Instructions to follow: Only one number is wanted here: how many lines of the data hold "failed".

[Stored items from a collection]

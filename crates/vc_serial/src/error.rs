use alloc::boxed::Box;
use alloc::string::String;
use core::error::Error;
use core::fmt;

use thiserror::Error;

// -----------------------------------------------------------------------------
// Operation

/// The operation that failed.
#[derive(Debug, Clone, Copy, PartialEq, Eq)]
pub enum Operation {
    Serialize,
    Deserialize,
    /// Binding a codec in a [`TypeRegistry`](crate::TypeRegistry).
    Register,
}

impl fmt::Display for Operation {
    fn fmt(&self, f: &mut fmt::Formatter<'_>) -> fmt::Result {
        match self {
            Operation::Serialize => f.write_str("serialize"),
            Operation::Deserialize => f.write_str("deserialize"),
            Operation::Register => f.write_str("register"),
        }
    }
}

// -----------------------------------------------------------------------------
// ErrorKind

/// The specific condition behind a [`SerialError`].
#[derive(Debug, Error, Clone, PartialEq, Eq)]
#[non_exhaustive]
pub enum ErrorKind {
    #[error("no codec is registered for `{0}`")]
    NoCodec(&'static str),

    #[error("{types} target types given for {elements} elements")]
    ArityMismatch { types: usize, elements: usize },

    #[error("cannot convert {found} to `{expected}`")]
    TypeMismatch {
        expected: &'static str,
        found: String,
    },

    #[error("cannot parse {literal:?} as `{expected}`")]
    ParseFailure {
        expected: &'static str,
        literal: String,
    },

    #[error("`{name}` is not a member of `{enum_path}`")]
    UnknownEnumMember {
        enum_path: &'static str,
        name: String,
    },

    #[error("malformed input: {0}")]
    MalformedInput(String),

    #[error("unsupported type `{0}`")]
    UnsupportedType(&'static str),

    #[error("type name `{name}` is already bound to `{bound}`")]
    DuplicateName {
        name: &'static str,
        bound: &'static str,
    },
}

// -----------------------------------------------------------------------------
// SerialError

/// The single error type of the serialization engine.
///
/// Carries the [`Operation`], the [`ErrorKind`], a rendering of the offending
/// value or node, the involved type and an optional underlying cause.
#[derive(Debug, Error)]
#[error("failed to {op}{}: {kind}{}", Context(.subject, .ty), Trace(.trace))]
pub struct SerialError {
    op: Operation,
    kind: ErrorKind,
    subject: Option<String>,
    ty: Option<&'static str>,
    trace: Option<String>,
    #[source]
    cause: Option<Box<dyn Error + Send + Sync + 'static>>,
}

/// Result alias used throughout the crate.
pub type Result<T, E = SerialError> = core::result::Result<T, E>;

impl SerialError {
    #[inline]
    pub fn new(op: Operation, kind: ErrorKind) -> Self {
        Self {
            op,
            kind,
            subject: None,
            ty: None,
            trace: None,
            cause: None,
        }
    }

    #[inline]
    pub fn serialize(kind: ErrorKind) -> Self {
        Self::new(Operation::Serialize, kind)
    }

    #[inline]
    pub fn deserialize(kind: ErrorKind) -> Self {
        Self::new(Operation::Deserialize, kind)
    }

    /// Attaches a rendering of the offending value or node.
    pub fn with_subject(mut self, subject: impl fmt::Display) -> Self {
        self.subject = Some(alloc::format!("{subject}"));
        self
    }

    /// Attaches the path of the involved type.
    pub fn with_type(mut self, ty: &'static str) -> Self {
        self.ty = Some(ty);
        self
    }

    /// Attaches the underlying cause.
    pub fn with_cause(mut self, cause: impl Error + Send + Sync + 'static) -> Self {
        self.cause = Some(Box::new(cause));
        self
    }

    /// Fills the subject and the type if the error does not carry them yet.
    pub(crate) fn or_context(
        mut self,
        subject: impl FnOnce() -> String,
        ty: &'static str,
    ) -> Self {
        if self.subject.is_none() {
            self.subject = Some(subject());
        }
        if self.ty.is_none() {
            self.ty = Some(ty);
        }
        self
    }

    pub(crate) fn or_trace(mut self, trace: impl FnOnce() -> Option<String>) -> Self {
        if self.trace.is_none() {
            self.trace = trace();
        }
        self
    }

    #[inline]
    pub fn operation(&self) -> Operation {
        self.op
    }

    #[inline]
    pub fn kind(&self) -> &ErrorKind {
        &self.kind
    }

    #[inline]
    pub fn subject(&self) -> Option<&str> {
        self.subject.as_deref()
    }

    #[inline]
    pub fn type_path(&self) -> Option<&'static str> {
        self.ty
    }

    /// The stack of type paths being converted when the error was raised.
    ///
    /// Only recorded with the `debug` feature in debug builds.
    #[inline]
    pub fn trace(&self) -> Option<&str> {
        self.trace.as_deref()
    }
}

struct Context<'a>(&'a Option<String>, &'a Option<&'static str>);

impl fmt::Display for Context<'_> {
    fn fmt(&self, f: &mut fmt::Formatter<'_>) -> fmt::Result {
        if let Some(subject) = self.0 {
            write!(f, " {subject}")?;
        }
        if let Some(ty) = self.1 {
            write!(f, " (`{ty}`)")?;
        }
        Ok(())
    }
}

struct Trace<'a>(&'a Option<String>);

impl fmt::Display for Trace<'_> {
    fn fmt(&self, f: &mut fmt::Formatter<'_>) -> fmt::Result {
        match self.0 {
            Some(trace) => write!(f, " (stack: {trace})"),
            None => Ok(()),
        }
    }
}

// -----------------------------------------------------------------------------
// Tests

The completed task: 2